Re: Where Search Meets Machine Learning

2015-05-04 Thread Tom Burton-West
Hi Doug and Joaquin,

This is a really interesting discussion.  Joaquin, I'm looking forward to
taking your code for a test drive.  Thank you for making it publicly
available.

Doug,  I'm interested in your pyramid observation.  I work with academic
search which has some of the problems unique queries/information needs and
of data sparsity you mention in your blog post.

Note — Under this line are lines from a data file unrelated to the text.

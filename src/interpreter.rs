//! The fetch/decode/execute/advance dispatcher (spec.md §4.3) and the
//! per-opcode handlers that weren't pulled out into `ops/*.rs`.

use std::io::Write;

use crate::callstack::CallStack;
use crate::errors::InterpreterError;
use crate::frame::{FrameStore, VarRef};
use crate::input::InputSource;
use crate::labels::LabelTable;
use crate::ops;
use crate::program::{Argument, Instruction, Program};
use crate::value::Value;

/// What the dispatcher should do after one instruction has executed.
enum Signal {
    Continue,
    Halt(i32),
}

/// Owns every piece of mutable runtime state plus the two output streams
/// (`WRITE` -> `out`, `DPRINT`/`BREAK` -> `err`), generic so tests can
/// capture both in an in-memory buffer instead of the real process streams.
pub struct Interpreter<O: Write, E: Write> {
    program: Program,
    labels: LabelTable,
    frames: FrameStore,
    stack: crate::stack::DataStack,
    calls: CallStack,
    input: InputSource,
    pc: usize,
    out: O,
    err: E,
}
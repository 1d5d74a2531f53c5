//! `ADD`, `SUB`, `MUL`, `IDIV`.

use crate::errors::InterpreterError;

/// Two's-complement wrapping addition, matching the overflow policy
/// documented in DESIGN.md (spec.md leaves this an implementer's choice).
pub fn add(a: i64, b: i64) -> i64 {
    a.wrapping_add(b)
}

pub fn sub(a: i64, b: i64) -> i64 {
    a.wrapping_sub(b)
}

pub fn mul(a: i64, b: i64) -> i64 {
    a.wrapping_mul(b)
}

/// Floor (truncated-toward-negative-infinity) integer division, matching
/// the reference's Python `//` semantics for negative dividends.
pub fn idiv(a: i64, b: i64, opcode: &str, pc: usize) -> Result<i64, InterpreterError> {
    if b == 0 {
        return Err(InterpreterError::BadValue {
            opcode: opcode.to_string(),
            pc,
            detail: "division by zero".to_string(),
        });
    }
    let q = a / b;
    let r = a % b;
    Ok(if r != 0 && (r < 0) != (b < 0) { q - 1 } else { q })
}
//! Frame store: the three-frame variable model (global / local stack / temporary).

use std::collections::HashMap;

use crate::errors::{Frame, InterpreterError};
use crate::value::Value;

/// A resolved reference to a variable, parsed once at document-load time
/// from the `FRAME@NAME` payload of a `var`-typed argument.
#[derive(Debug, Clone, PartialEq, Eq)]
pub struct VarRef {
    pub frame: Frame,
    pub name: String,
}

impl VarRef {
    pub fn parse(text: &str) -> Option<Self> {
        let (prefix, name) = text.split_once('@')?;
        let frame = match prefix {
            "GF" => Frame::Global,
            "LF" => Frame::Local,
            "TF" => Frame::Temporary,
            _ => return None,
        };
        Some(VarRef { frame, name: name.to_string() })
    }
}

/// A single frame: a name-to-value mapping, keys unique within the frame.
#[derive(Debug, Clone, Default)]
pub struct Scope {
    bindings: HashMap<String, Value>,
}

impl Scope {
    fn new() -> Self {
        Self::default()
    }
}

/// Owns the global frame, the local-frame stack, and the optional
/// temporary frame, and implements the define/get/set contract with the
/// 55-before-54 error precedence spec.md §7 requires.
#[derive(Debug, Default)]
pub struct FrameStore {
    global: Scope,
    locals: Vec<Scope>,
    temporary: Option<Scope>,
}

impl FrameStore {
    pub fn new() -> Self {
        Self { global: Scope::new(), locals: Vec::new(), temporary: None }
    }

    fn scope(&self, frame: Frame) -> Result<&Scope, InterpreterError> {
        match frame {
            Frame::Global => Ok(&self.global),
            Frame::Local => self.locals.last().ok_or(InterpreterError::FrameMissing(Frame::Local)),
            Frame::Temporary => self.temporary.as_ref().ok_or(InterpreterError::FrameMissing(Frame::Temporary)),
        }
    }

    fn scope_mut(&mut self, frame: Frame) -> Result<&mut Scope, InterpreterError> {
        match frame {
            Frame::Global => Ok(&mut self.global),
            Frame::Local => self.locals.last_mut().ok_or(InterpreterError::FrameMissing(Frame::Local)),
            Frame::Temporary => self.temporary.as_mut().ok_or(InterpreterError::FrameMissing(Frame::Temporary)),
        }
    }

    /// `DEFVAR`: binds `var.name` to `Undefined` in its frame.
    pub fn define(&mut self, var: &VarRef) -> Result<(), InterpreterError> {
        let scope = self.scope_mut(var.frame)?;
        if scope.bindings.contains_key(&var.name) {
            return Err(InterpreterError::VariableRedefined {
                frame: var.frame,
                name: var.name.clone(),
            });
        }
        scope.bindings.insert(var.name.clone(), Value::Undefined);
        Ok(())
    }

    /// Fetch the bound value, frame-missing (55) before name-missing (54).
    pub fn get(&self, var: &VarRef) -> Result<&Value, InterpreterError> {
        let scope = self.scope(var.frame)?;
        scope.bindings.get(&var.name).ok_or_else(|| InterpreterError::VariableUndefined {
            frame: var.frame,
            name: var.name.clone(),
        })
    }

    /// Update an existing binding; fails 55/54 analogously to `get`.
    pub fn set(&mut self, var: &VarRef, value: Value) -> Result<(), InterpreterError> {
        let scope = self.scope_mut(var.frame)?;
        if !scope.bindings.contains_key(&var.name) {
            return Err(InterpreterError::VariableUndefined {
                frame: var.frame,
                name: var.name.clone(),
            });
        }
        scope.bindings.insert(var.name.clone(), value);
        Ok(())
    }

    /// `CREATEFRAME`: replaces any previous temporary frame, no error.
    pub fn create_frame(&mut self) {
        self.temporary = Some(Scope::new());
    }

    /// `PUSHFRAME`: consumes the temporary frame onto the local stack.
    pub fn push_frame(&mut self) -> Result<(), InterpreterError> {
        let frame = self.temporary.take().ok_or(InterpreterError::FrameMissing(Frame::Temporary))?;
        self.locals.push(frame);
        Ok(())
    }

    /// `POPFRAME`: the top local frame becomes the temporary frame.
    pub fn pop_frame(&mut self) -> Result<(), InterpreterError> {
        let frame = self.locals.pop().ok_or(InterpreterError::FrameMissing(Frame::Local))?;
        self.temporary = Some(frame);
        Ok(())
    }

    /// Ordered `(name, value)` pairs for `BREAK`'s diagnostic dump.
    pub fn dump_global(&self) -> Vec<(&str, &Value)> {
        self.global.bindings.iter().map(|(k, v)| (k.as_str(), v)).collect()
    }

    pub fn dump_locals(&self) -> Vec<Vec<(&str, &Value)>> {
        self.locals
            .iter()
            .map(|scope| scope.bindings.iter().map(|(k, v)| (k.as_str(), v)).collect())
            .collect()
    }

    pub fn dump_temporary(&self) -> Option<Vec<(&str, &Value)>> {
        self.temporary.as_ref().map(|scope| scope.bindings.iter().map(|(k, v)| (k.as_str(), v)).collect())
    }
}
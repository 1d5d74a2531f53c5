//! Label table: label name -> instruction index, built once during the
//! document-integrity check (spec.md §4.5, §9 — never built lazily during
//! execution, so duplicate-label diagnostics fire before any side effect).

use std::collections::HashMap;

use crate::errors::{DocumentError, InterpreterError};

/// Either of the two error families that can surface while building the
/// label table: a structural problem with the `LABEL` instruction itself
/// (32), or a duplicate label name (52).
#[derive(Debug, thiserror::Error)]
pub enum LabelTableError {
    #[error(transparent)]
    Document(#[from] DocumentError),
    #[error(transparent)]
    Duplicate(#[from] InterpreterError),
}

#[derive(Debug, Default)]
pub struct LabelTable {
    positions: HashMap<String, usize>,
}

impl LabelTable {
    /// Scan the already order-sorted instruction list for `LABEL` opcodes.
    pub fn build<'a, I>(instructions: I) -> Result<Self, LabelTableError>
    where
        I: IntoIterator<Item = (usize, &'a str, Option<&'a str>)>,
    {
        let mut positions = HashMap::new();
        for (pc, opcode, label_arg) in instructions {
            if opcode.eq_ignore_ascii_case("LABEL") {
                let name = label_arg.ok_or_else(|| {
                    DocumentError::Syntactic(format!("LABEL at instruction {pc} missing its argument"))
                })?;
                if positions.contains_key(name) {
                    return Err(InterpreterError::DuplicateLabel(name.to_string()).into());
                }
                positions.insert(name.to_string(), pc);
            }
        }
        Ok(LabelTable { positions })
    }

    pub fn resolve(&self, name: &str) -> Result<usize, InterpreterError> {
        self.positions
            .get(name)
            .copied()
            .ok_or_else(|| InterpreterError::UndefinedLabel(name.to_string()))
    }
}
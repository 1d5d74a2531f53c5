//! Command-line entry point for the IR interpreter.

use std::fs;
use std::io::{self, Read as _};
use std::process::ExitCode;

use clap::Parser;
use ippcode_interpreter::errors::{CliError, DocumentError};
use ippcode_interpreter::labels::LabelTableError;
use ippcode_interpreter::{load_program, InputSource, Interpreter};

/// IPPcode-style intermediate representation interpreter.
#[derive(Parser)]
#[command(name = "ippcode-interpreter")]
#[command(about = "Interpreter for IPPcode-style intermediate representation programs", long_about = None)]
struct Cli {
    /// Path to the XML source document. Reads stdin if omitted.
    #[arg(long)]
    source: Option<String>,

    /// Path to the file supplying `READ`'s input. Reads stdin if omitted.
    #[arg(long)]
    input: Option<String>,

    /// Sets the level of verbosity
    #[arg(short, long, action = clap::ArgAction::Count)]
    verbose: u8,
}

fn main() -> ExitCode {
    env_logger::init();
    let cli = Cli::parse();

    match cli.verbose {
        0 => log::set_max_level(log::LevelFilter::Warn),
        1 => log::set_max_level(log::LevelFilter::Info),
        2 => log::set_max_level(log::LevelFilter::Debug),
        _ => log::set_max_level(log::LevelFilter::Trace),
    }

    match run(cli) {
        Ok(code) => exit_code(code),
        Err(code) => exit_code(code),
    }
}

fn run(cli: Cli) -> Result<i32, i32> {
    if cli.source.is_none() && cli.input.is_none() {
        log::error!("at least one of --source or --input must be given");
        return Err(CliError::BadParameters("at least one of --source or --input must be given".to_string()).exit_code());
    }

    let xml_text = read_source(cli.source.as_deref()).map_err(|e| {
        log::error!("{e}");
        e.exit_code()
    })?;

    let program = load_program(&xml_text).map_err(|e: DocumentError| {
        log::error!("{e}");
        e.exit_code()
    })?;
    log::debug!("loaded {} instructions", program.instructions.len());

    let input = match cli.input.as_deref() {
        Some(path) => InputSource::from_path(path).map_err(|e| {
            log::error!("{e}");
            e.exit_code()
        })?,
        None => InputSource::stdin(),
    };

    let stdout = io::stdout();
    let stderr = io::stderr();
    let mut interpreter = Interpreter::new(program, input, stdout.lock(), stderr.lock()).map_err(|e: LabelTableError| {
        log::error!("{e}");
        match e {
            LabelTableError::Document(e) => e.exit_code(),
            LabelTableError::Duplicate(e) => e.exit_code(),
        }
    })?;

    interpreter.run().map_err(|e| {
        log::error!("{e}");
        e.exit_code()
    })
}

fn read_source(path: Option<&str>) -> Result<String, CliError> {
    match path {
        Some(path) => fs::read_to_string(path).map_err(|e| CliError::Io(format!("cannot read '{path}': {e}"))),
        None => {
            let mut buf = String::new();
            io::stdin().read_to_string(&mut buf).map_err(|e| CliError::Io(format!("cannot read stdin: {e}")))?;
            Ok(buf)
        }
    }
}

fn exit_code(code: i32) -> ExitCode {
    ExitCode::from(code as u8)
}
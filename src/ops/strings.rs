//! `INT2CHAR`, `STRI2INT`, `CONCAT`, `STRLEN`, `GETCHAR`, `SETCHAR`.

use crate::errors::InterpreterError;

fn string_error(opcode: &str, pc: usize, detail: impl Into<String>) -> InterpreterError {
    InterpreterError::StringError { opcode: opcode.to_string(), pc, detail: detail.into() }
}

/// `INT2CHAR`: the one-character string of the given code point.
pub fn int2char(code: i64, pc: usize) -> Result<String, InterpreterError> {
    let code = u32::try_from(code).map_err(|_| string_error("INT2CHAR", pc, format!("{code} is not a valid code point")))?;
    char::from_u32(code)
        .map(|c| c.to_string())
        .ok_or_else(|| string_error("INT2CHAR", pc, format!("{code} is not a valid code point")))
}

/// `STRI2INT`: the code point of `s`'s character at `index`.
pub fn stri2int(s: &str, index: i64, pc: usize) -> Result<i64, InterpreterError> {
    let chars: Vec<char> = s.chars().collect();
    let idx = usize::try_from(index).ok().filter(|&i| i < chars.len());
    match idx {
        Some(i) => Ok(chars[i] as i64),
        None => Err(string_error("STRI2INT", pc, format!("index {index} out of range for string of length {}", chars.len()))),
    }
}

pub fn concat(a: &str, b: &str) -> String {
    format!("{a}{b}")
}

pub fn strlen(s: &str) -> i64 {
    s.chars().count() as i64
}

/// `GETCHAR`: the one-character string at `index`.
pub fn getchar(s: &str, index: i64, pc: usize) -> Result<String, InterpreterError> {
    let chars: Vec<char> = s.chars().collect();
    let idx = usize::try_from(index).ok().filter(|&i| i < chars.len());
    match idx {
        Some(i) => Ok(chars[i].to_string()),
        None => Err(string_error("GETCHAR", pc, format!("index {index} out of range for string of length {}", chars.len()))),
    }
}

/// `SETCHAR`: `target` with the character at `index` replaced by the first
/// character of `replacement`. Requires `0 <= index < len(target)` and a
/// non-empty `replacement` (spec.md §9's resolution of the empty-`C` case).
pub fn setchar(target: &str, index: i64, replacement: &str, pc: usize) -> Result<String, InterpreterError> {
    let mut chars: Vec<char> = target.chars().collect();
    let idx = usize::try_from(index).ok().filter(|&i| i < chars.len());
    let Some(idx) = idx else {
        return Err(string_error("SETCHAR", pc, format!("index {index} out of range for string of length {}", chars.len())));
    };
    let Some(replacement_char) = replacement.chars().next() else {
        return Err(string_error("SETCHAR", pc, "replacement string is empty"));
    };
    chars[idx] = replacement_char;
    Ok(chars.into_iter().collect())
}
//! `BREAK`: dump the current PC and all three frames to standard error.
//! A pure diagnostic — it never touches control flow or program state.

use std::io::Write;

use crate::frame::FrameStore;
use crate::value::Value;

pub fn dump(pc: usize, frames: &FrameStore, out: &mut impl Write) -> std::io::Result<()> {
    writeln!(out, "-- BREAK at instruction {pc} --")?;
    writeln!(out, "-- GLOBAL FRAME --")?;
    for (name, value) in frames.dump_global() {
        dump_binding(out, name, value)?;
    }
    writeln!(out, "-- LOCAL FRAMES --")?;
    for scope in frames.dump_locals() {
        writeln!(out, "---")?;
        for (name, value) in scope {
            dump_binding(out, name, value)?;
        }
    }
    writeln!(out, "-- TEMPORARY FRAME --")?;
    if let Some(scope) = frames.dump_temporary() {
        for (name, value) in scope {
            dump_binding(out, name, value)?;
        }
    }
    Ok(())
}

fn dump_binding(out: &mut impl Write, name: &str, value: &Value) -> std::io::Result<()> {
    let type_name = if value.is_undefined() { "undefined" } else { value.type_name() };
    writeln!(out, "{name} {type_name} {}", value.render())
}
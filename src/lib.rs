//! Library crate for the IR interpreter: document loading, the three-frame
//! variable model, the value system, and the instruction dispatcher.

pub mod callstack;
pub mod errors;
pub mod frame;
pub mod input;
pub mod interpreter;
pub mod labels;
pub mod ops;
pub mod program;
pub mod stack;
pub mod value;

pub use errors::{CliError, DocumentError, InterpreterError};
pub use input::InputSource;
pub use interpreter::Interpreter;
pub use program::{load_program, Program};
//! Error taxonomy for the IR interpreter.
//!
//! Every variant carries the exit code from the spec's table directly, so
//! `exit_code()` is a plain match with no room for the mapping to drift
//! out of sync with the variant that produced it.

use thiserror::Error;

/// Frame prefix named in a variable reference (`GF@x`, `LF@x`, `TF@x`).
#[derive(Debug, Clone, Copy, PartialEq, Eq)]
pub enum Frame {
    Global,
    Local,
    Temporary,
}

impl std::fmt::Display for Frame {
    fn fmt(&self, f: &mut std::fmt::Formatter<'_>) -> std::fmt::Result {
        let s = match self {
            Frame::Global => "GF",
            Frame::Local => "LF",
            Frame::Temporary => "TF",
        };
        write!(f, "{}", s)
    }
}

/// Failures that occur loading and validating the program document,
/// before any instruction executes.
#[derive(Debug, Error)]
pub enum DocumentError {
    #[error("document is not well-formed: {0}")]
    NotWellFormed(String),

    #[error("syntactic error: {0}")]
    Syntactic(String),
}

impl DocumentError {
    pub fn exit_code(&self) -> i32 {
        match self {
            DocumentError::NotWellFormed(_) => 31,
            DocumentError::Syntactic(_) => 32,
        }
    }
}

/// Failures that occur while executing instructions.
#[derive(Debug, Error)]
pub enum InterpreterError {
    #[error("unknown opcode '{0}' at instruction {1}")]
    UnknownOpcode(String, usize),

    #[error("wrong argument count for '{opcode}' at instruction {pc}: expected {expected}, got {actual}")]
    ArgCount {
        opcode: String,
        expected: usize,
        actual: usize,
        pc: usize,
    },

    #[error("bad argument shape for '{opcode}' at instruction {pc}: {detail}")]
    BadArgShape {
        opcode: String,
        pc: usize,
        detail: String,
    },

    #[error("label '{0}' is undefined")]
    UndefinedLabel(String),

    #[error("label '{0}' is defined more than once")]
    DuplicateLabel(String),

    #[error("variable '{name}' already defined in frame {frame}")]
    VariableRedefined { frame: Frame, name: String },

    #[error("wrong operand types for '{opcode}' at instruction {pc}: {detail}")]
    WrongType {
        opcode: String,
        pc: usize,
        detail: String,
    },

    #[error("variable '{name}' undefined in frame {frame}")]
    VariableUndefined { frame: Frame, name: String },

    #[error("frame {0} does not exist")]
    FrameMissing(Frame),

    #[error("missing value: {0}")]
    MissingValue(String),

    #[error("bad operand value for '{opcode}' at instruction {pc}: {detail}")]
    BadValue {
        opcode: String,
        pc: usize,
        detail: String,
    },

    #[error("string manipulation error in '{opcode}' at instruction {pc}: {detail}")]
    StringError {
        opcode: String,
        pc: usize,
        detail: String,
    },
}

impl InterpreterError {
    pub fn exit_code(&self) -> i32 {
        match self {
            InterpreterError::UnknownOpcode(..) => 32,
            InterpreterError::ArgCount { .. } => 32,
            InterpreterError::BadArgShape { .. } => 32,
            InterpreterError::UndefinedLabel(_) => 52,
            InterpreterError::DuplicateLabel(_) => 52,
            InterpreterError::VariableRedefined { .. } => 52,
            InterpreterError::WrongType { .. } => 53,
            InterpreterError::VariableUndefined { .. } => 54,
            InterpreterError::FrameMissing(_) => 55,
            InterpreterError::MissingValue(_) => 56,
            InterpreterError::BadValue { .. } => 57,
            InterpreterError::StringError { .. } => 58,
        }
    }
}

/// Failures in the CLI shell itself, before the interpreter ever runs.
#[derive(Debug, Error)]
pub enum CliError {
    #[error("{0}")]
    BadParameters(String),

    #[error("{0}")]
    Io(String),
}

impl CliError {
    pub fn exit_code(&self) -> i32 {
        match self {
            CliError::BadParameters(_) => 10,
            CliError::Io(_) => 11,
        }
    }
}
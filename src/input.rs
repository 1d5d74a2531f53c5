//! Input source for `READ`: a line-oriented reader over a file or stdin.

use std::fs::File;
use std::io::{self, BufRead, BufReader};

use crate::errors::CliError;

/// Abstracts over a file or interactive stream so `READ` doesn't care
/// which one is backing it. Acquired once before execution begins and
/// held for the lifetime of the run (spec.md §5).
pub enum InputSource {
    File(BufReader<File>),
    Stdin(io::Stdin),
}

impl InputSource {
    pub fn from_path(path: &str) -> Result<Self, CliError> {
        let file = File::open(path).map_err(|e| CliError::Io(format!("cannot open '{path}': {e}")))?;
        Ok(InputSource::File(BufReader::new(file)))
    }

    pub fn stdin() -> Self {
        InputSource::Stdin(io::stdin())
    }

    /// Read one line, stripping the trailing newline. `Ok(None)` at EOF.
    pub fn read_line(&mut self) -> io::Result<Option<String>> {
        let mut buf = String::new();
        let bytes_read = match self {
            InputSource::File(reader) => reader.read_line(&mut buf)?,
            InputSource::Stdin(stdin) => stdin.lock().read_line(&mut buf)?,
        };
        if bytes_read == 0 {
            return Ok(None);
        }
        while buf.ends_with('\n') || buf.ends_with('\r') {
            buf.pop();
        }
        Ok(Some(buf))
    }
}
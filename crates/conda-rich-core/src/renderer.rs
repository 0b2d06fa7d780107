use std::any::Any;
use std::fmt;

use crate::{ProgressBar, ReporterError, Spinner};

pub const DEFAULT_PROMPT: &str = "Continue?";
pub const DEFAULT_CHOICES: [&str; 2] = ["yes", "no"];
pub const DEFAULT_PROMPT_ANSWER: &str = "yes";
pub const DEFAULT_FAIL_MESSAGE: &str = "failed\n";

/// One value in a detail view row.
#[derive(Debug, Clone, PartialEq, Eq)]
pub enum DetailValue {
    Str(String),
    Int(i64),
    Bool(bool),
}

impl fmt::Display for DetailValue {
    fn fmt(&self, f: &mut fmt::Formatter<'_>) -> fmt::Result {
        match self {
            DetailValue::Str(s) => f.write_str(s),
            DetailValue::Int(n) => write!(f, "{n}"),
            DetailValue::Bool(b) => f.write_str(if *b { "True" } else { "False" }),
        }
    }
}

impl From<&str> for DetailValue {
    fn from(value: &str) -> Self {
        DetailValue::Str(value.to_string())
    }
}

impl From<String> for DetailValue {
    fn from(value: String) -> Self {
        DetailValue::Str(value)
    }
}

impl From<i64> for DetailValue {
    fn from(value: i64) -> Self {
        DetailValue::Int(value)
    }
}

impl From<bool> for DetailValue {
    fn from(value: bool) -> Self {
        DetailValue::Bool(value)
    }
}

/// Optional arguments to [`ReporterRenderer::progress_bar`].
#[derive(Default, Clone, Copy)]
pub struct ProgressBarOptions<'a> {
    /// Shared display produced by [`ReporterRenderer::progress_bar_context_manager`].
    ///
    /// Backends downcast it to their own display handle type.
    pub context_manager: Option<&'a dyn Any>,
    /// Keep the row on screen once it reaches 100%.
    pub visible_when_finished: bool,
}

impl<'a> ProgressBarOptions<'a> {
    pub fn in_display(display: &'a dyn DisplayScope) -> Self {
        Self {
            context_manager: Some(display.handle()),
            visible_when_finished: false,
        }
    }

    pub fn visible_when_finished(mut self, visible: bool) -> Self {
        self.visible_when_finished = visible;
        self
    }
}

/// A live display hosting several progress rows.
///
/// The display is torn down when the scope is dropped.
pub trait DisplayScope {
    /// Handle passed to progress bars as `context_manager`.
    fn handle(&self) -> &dyn Any;
}

/// The set of console primitives one reporter backend provides.
pub trait ReporterRenderer: Send + Sync {
    /// Render `data` as an aligned key/value table.
    fn detail_view(&self, data: &[(&str, DetailValue)]) -> Result<String, ReporterError>;

    /// Render the list of environment names.
    fn envs_list(&self, data: &[&str]) -> Result<String, ReporterError>;

    fn progress_bar(
        &self,
        description: &str,
        options: ProgressBarOptions<'_>,
    ) -> Result<Box<dyn ProgressBar>, ReporterError>;

    fn progress_bar_context_manager(&self) -> Box<dyn DisplayScope>;

    fn spinner(&self, message: &str, fail_message: &str) -> Box<dyn Spinner>;

    /// Ask the user to pick one of `choices`; empty input picks `default`.
    fn prompt(&self, message: &str, choices: &[&str], default: &str)
    -> Result<String, ReporterError>;
}
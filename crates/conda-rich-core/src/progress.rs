/// Handle for one download-style progress row.
///
/// Renderers hand these out; callers update them and close them exactly once.
/// `close` consumes the handle, so a closed bar cannot be touched again.
pub trait ProgressBar: Send {
    fn description(&self) -> &str;

    /// Set completion to `fraction` of the total, in `[0, 1]`.
    fn update_to(&mut self, fraction: f64);

    fn refresh(&mut self);

    fn close(self: Box<Self>);
}

/// How a spinner's scope ended.
#[derive(Debug, Clone, Copy, PartialEq, Eq)]
pub enum ScopeExit {
    Completed,
    Failed,
}

/// Indicator shown while an operation of unknown length runs.
///
/// `enter` and `exit` bracket the operation. Prefer [`SpinnerScope`] or
/// [`with_spinner`] over calling them by hand.
pub trait Spinner: Send {
    fn message(&self) -> &str;
    fn fail_message(&self) -> &str;
    fn enter(&mut self);
    fn exit(&mut self, outcome: ScopeExit);
}

/// Scope guard around a running spinner.
///
/// Dropping the guard without calling [`complete`](Self::complete) exits the
/// spinner as failed. That covers early returns through `?` and unwinding.
pub struct SpinnerScope<'a> {
    spinner: &'a mut dyn Spinner,
    exited: bool,
}

impl<'a> SpinnerScope<'a> {
    pub fn enter(spinner: &'a mut dyn Spinner) -> Self {
        tracing::debug!(spinner = spinner.message(), "spinner scope entered");
        spinner.enter();
        Self {
            spinner,
            exited: false,
        }
    }

    pub fn complete(mut self) {
        self.exit(ScopeExit::Completed);
    }

    pub fn fail(mut self) {
        self.exit(ScopeExit::Failed);
    }

    fn exit(&mut self, outcome: ScopeExit) {
        if self.exited {
            return;
        }
        self.exited = true;
        tracing::debug!(spinner = self.spinner.message(), ?outcome, "spinner scope exited");
        self.spinner.exit(outcome);
    }
}

impl Drop for SpinnerScope<'_> {
    fn drop(&mut self) {
        self.exit(ScopeExit::Failed);
    }
}

/// Run `op` while `spinner` is shown, returning its result untouched.
pub fn with_spinner<T, E>(
    spinner: &mut dyn Spinner,
    op: impl FnOnce() -> Result<T, E>,
) -> Result<T, E> {
    let scope = SpinnerScope::enter(spinner);
    let result = op();
    match &result {
        Ok(_) => scope.complete(),
        Err(_) => scope.fail(),
    }
    result
}

#[cfg(test)]
mod tests {
    use super::*;

    #[derive(Default)]
    struct Recording {
        events: Vec<String>,
    }

    impl Spinner for Recording {
        fn message(&self) -> &str {
            "recording"
        }

        fn fail_message(&self) -> &str {
            "failed\n"
        }

        fn enter(&mut self) {
            self.events.push("enter".to_string());
        }

        fn exit(&mut self, outcome: ScopeExit) {
            self.events.push(format!("exit {outcome:?}"));
        }
    }

    #[test]
    fn with_spinner_ok() {
        let mut spinner = Recording::default();
        let value: Result<u32, String> = with_spinner(&mut spinner, || Ok(7));
        assert_eq!(value, Ok(7));
        assert_eq!(spinner.events, ["enter", "exit Completed"]);
    }

    #[test]
    fn with_spinner_returns_error_unchanged() {
        let mut spinner = Recording::default();
        let value: Result<(), String> = with_spinner(&mut spinner, || Err("boom".to_string()));
        assert_eq!(value, Err("boom".to_string()));
        assert_eq!(spinner.events, ["enter", "exit Failed"]);
    }

    #[test]
    fn dropped_scope_reports_failure() {
        let mut spinner = Recording::default();
        {
            let _scope = SpinnerScope::enter(&mut spinner);
        }
        assert_eq!(spinner.events, ["enter", "exit Failed"]);
    }

    #[test]
    fn scope_exits_once() {
        let mut spinner = Recording::default();
        SpinnerScope::enter(&mut spinner).complete();
        assert_eq!(spinner.events, ["enter", "exit Completed"]);
    }

    #[test]
    fn panic_inside_scope_reports_failure() {
        let mut spinner = Recording::default();
        let outcome = std::panic::catch_unwind(std::panic::AssertUnwindSafe(|| {
            let _scope = SpinnerScope::enter(&mut spinner);
            panic!("operation blew up");
        }));
        assert!(outcome.is_err());
        assert_eq!(spinner.events, ["enter", "exit Failed"]);
    }
}
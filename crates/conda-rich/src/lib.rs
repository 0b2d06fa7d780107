//! Rich reporter backend for conda.
//!
//! Registers a reporter named `rich` whose renderer draws live progress bars
//! and spinners with `indicatif`, prompts with `dialoguer`, and falls back to
//! plain line output while the host runs in quiet mode.

pub mod output;
pub mod progress;
pub mod prompt;
pub mod renderer;
pub mod spinner;
pub mod theme;

use conda_rich_core::ReporterBackend;

pub use output::Sink;
pub use progress::{DisplayHandle, ProgressDisplay, QuietProgressBar, RichProgressBar, TaskState};
pub use renderer::RichReporterRenderer;
pub use spinner::{QuietSpinner, RichSpinner};

pub const BACKEND_NAME: &str = "rich";
pub const BACKEND_DESCRIPTION: &str = "Rich implementation for console reporting in conda";

/// Reporter backends provided by this plugin.
pub fn conda_reporter_backends() -> impl Iterator<Item = ReporterBackend> {
    std::iter::once(ReporterBackend {
        name: BACKEND_NAME,
        description: BACKEND_DESCRIPTION,
        renderer: RichReporterRenderer::boxed,
    })
}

This article makes a similar argument that massive amounts of user data are
so important for modern search engines that it is essentially a barrier to
entry for new web search engines.
Usage Data in Web Search: Benefits and Limitations. Ricardo Baeza-Yates and
Yoelle Maarek.  In Proceedings of SSDBM'2012, Chania, Crete, June 2012.
http://www.springerlink.com/index/58255K40151U036N.pdf

 Tom


 I noticed that information retrieval problems fall into a sort-of layered
 pyramid. At the topmopst point is someone like Google where the sheer
 amount of high quality user behavior data that search truly is a machine
 learning problem, much as you propose. As you move down the pyramid the
 quality of user data diminishes.

 Eventually you get to a very thick layer of middle-class search
 applications that value relevance, but have very modest amounts or no user
 data. For most of them, even if they tracked their searches over a year,
 they *might* get good data over their top 50 searches. (I know cause they
 send me the spreadsheet and say fix it!). The best they can use analytics
 data is after-action troubleshooting. Actual user emails complaining about
 the search can be more useful than behavior data!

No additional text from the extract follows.